5. The price reported in Column 4 is a weighted average price. The common units were purchased in multiple transactions at prices ranging from $8.74-9.03, inclusive. The reporting person undertakes to provide to StoneMor Partners L.P., any holder of common units of StoneMor Partners L.P., or the staff of the Securities and Exchange Commission, upon request, full information regarding the number of common units purchased at each separate price within the range set forth in this footnote (5) to this Form 4.
6. The reporting person is a general partner of Ten Twenty, LP.
7. The general partner of Osiris Investments, LP is Osiris Investments LLC. Lawrence Miller and William R. Shane are each a 50% member of Osiris Investments LLC and share investment and voting power over the securities held by Osiris Investments, LP. Mr. Miller and Mr. Shane file separate Section 16 reports.
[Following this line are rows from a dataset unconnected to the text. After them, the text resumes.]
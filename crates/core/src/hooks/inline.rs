//! Function detours
//!
//! Redirects a free function's entry point to the dispatcher. Trampoline
//! generation and instruction relocation are delegated to `retour`.

use std::sync::atomic::{AtomicBool, Ordering};

use retour::RawDetour;

use super::error::HookError;
use super::primitive::{InterceptionPrimitive, PrimitiveKind};

/// Detour of one function entry point
pub struct FunctionDetour {
    name: String,
    target: usize,
    detour: RawDetour,
    installed: AtomicBool,
}

// SAFETY: The detour only holds code addresses; enable/disable are
// serialized by the owning hook point's install lock
unsafe impl Send for FunctionDetour {}
unsafe impl Sync for FunctionDetour {}

impl FunctionDetour {
    /// Prepare a detour without enabling it
    ///
    /// # Safety
    /// - `target` must be the entry point of a function
    /// - `dispatcher` must have a signature compatible with the target
    pub unsafe fn new(
        name: &str,
        target: *const (),
        dispatcher: *const (),
    ) -> Result<Self, HookError> {
        tracing::debug!(
            "Creating detour '{}' at {:x} -> {:x}",
            name,
            target as usize,
            dispatcher as usize
        );

        let detour = RawDetour::new(target, dispatcher).map_err(|e| {
            tracing::error!("Failed to create detour '{}': {}", name, e);
            HookError::DetourCreation(format!("{}: {}", name, e))
        })?;

        Ok(Self {
            name: name.to_string(),
            target: target as usize,
            detour,
            installed: AtomicBool::new(false),
        })
    }

    /// Address of the detoured function
    pub fn target(&self) -> usize {
        self.target
    }
}

impl InterceptionPrimitive for FunctionDetour {
    fn kind(&self) -> PrimitiveKind {
        PrimitiveKind::FunctionDetour
    }

    fn install(&self) -> Result<(), HookError> {
        if self.installed.load(Ordering::Acquire) {
            return Ok(());
        }

        unsafe { self.detour.enable() }
            .map_err(|e| HookError::EnableFailed(format!("{}: {}", self.name, e)))?;

        self.installed.store(true, Ordering::Release);
        tracing::info!("Enabled detour '{}' at {:x}", self.name, self.target);
        Ok(())
    }

    fn uninstall(&self) -> Result<(), HookError> {
        if !self.installed.load(Ordering::Acquire) {
            return Ok(());
        }

        unsafe { self.detour.disable() }
            .map_err(|e| HookError::DisableFailed(format!("{}: {}", self.name, e)))?;

        self.installed.store(false, Ordering::Release);
        tracing::info!("Disabled detour '{}' at {:x}", self.name, self.target);
        Ok(())
    }

    fn is_installed(&self) -> bool {
        self.installed.load(Ordering::Acquire)
    }

    fn original(&self) -> *const () {
        self.detour.trampoline() as *const ()
    }
}

impl Drop for FunctionDetour {
    fn drop(&mut self) {
        if let Err(e) = self.uninstall() {
            tracing::error!("{}", e);
        }
    }
}
//! Error type for hook operations

use grouphook_engine::EnvironmentError;
use grouphook_sdk::VTableSlot;

/// Error type for hook operations
#[derive(Debug, thiserror::Error)]
pub enum HookError {
    /// The target's address or owning instance could not be found
    ///
    /// Expected on engine version mismatches. Modules opt out instead of
    /// propagating further.
    #[error("Target unresolved: {0}")]
    TargetUnresolved(#[from] EnvironmentError),

    /// A second primitive was about to be installed on one hook point
    #[error("Hook '{0}' already has an installed primitive")]
    DoubleInstall(String),

    /// A decision was set while no dispatch of that hook is running
    #[error("Decision set outside of a dispatch for '{0}'")]
    DecisionOutsideDispatch(String),

    /// The primitive is being installed further up this call stack
    #[error("Hook '{0}' is being installed")]
    InstallInProgress(String),

    /// The hook has no primitive for the current environment
    #[error("Hook '{0}' is not attached")]
    NotAttached(String),

    /// The hook is listed in the disabled hooks of the config
    #[error("Hook '{0}' is disabled by config")]
    DisabledByConfig(String),

    /// An instance accessor returned no object
    #[error("No live instance for '{0}'")]
    InstanceUnavailable(String),

    /// The virtual slot does not exist in the table
    #[error("{slot} out of range for '{name}' ({count} entries)")]
    InvalidSlot {
        name: String,
        slot: VTableSlot,
        count: usize,
    },

    #[error("Failed to create detour: {0}")]
    DetourCreation(String),

    #[error("Failed to enable hook: {0}")]
    EnableFailed(String),

    #[error("Failed to disable hook: {0}")]
    DisableFailed(String),

    #[error("Memory protection failed: {0}")]
    MemoryProtection(String),

    /// The target id is registered with a different recipe
    #[error("Unknown hook target: {0}")]
    UnknownTarget(String),
}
8. Each of the remaining members of GP Holdings has a preemptive right to purchase from ACII their respective pro rata share of the GP Holdings Units purchased by ACII in the Transaction, based on their respective ownership interests in GP Holdings prior to the Transaction. The purchase price of such GP Holdings Units upon exercise of the preemptive rights is the same purchase price paid for the GP Holdings Units by ACII in the Transaction (which translates to a price of $8.57 per underlying common unit of the Partnership).
9. Represents the Reporting Person's proportionate interest in the aggregate number of common units underlying the preemptive rights. If all holders of preemptive rights exercise their preemptive rights in full, the Reporting Persons's proportionate interest in the 2,332,878 common units held by GP Holdings will be 218,617 common units. If not all of the holders exercise their preemptive right, the remaining holders may purchase an over-allotment amount on a relative pro rata basis of those holders desiring an over-allotment amount.
The filing of this statement shall not be construed as an admission (a) that the person filing this statement is, for the purposes of Section 16 of the Securities Exchange Act of 1934, as amended, the beneficial owner of any equity securities covered by this statement, or (b) that this statement is legally required to be filed by such person.
/s/ Shirley Herman, Attorney-in-Fact 01/04/2017
** Signature of Reporting Person Date
Reminder: Report on a separate line for each class of securities beneficially owned directly or indirectly.
* If the form is filed by more than one reporting person, see Instruction 4 (b)(v).
** Intentional misstatements or omissions of facts constitute Federal Criminal Violations See 18 U.S.C. 1001 and 15 U.S.C. 78ff(a).
Note: File three copies of this Form, one of which must be manually signed. If space is insufficient, see Instruction 6 for procedure.
Persons who respond to the collection of information contained in this form are not required to respond unless the form displays a currently valid OMB Number.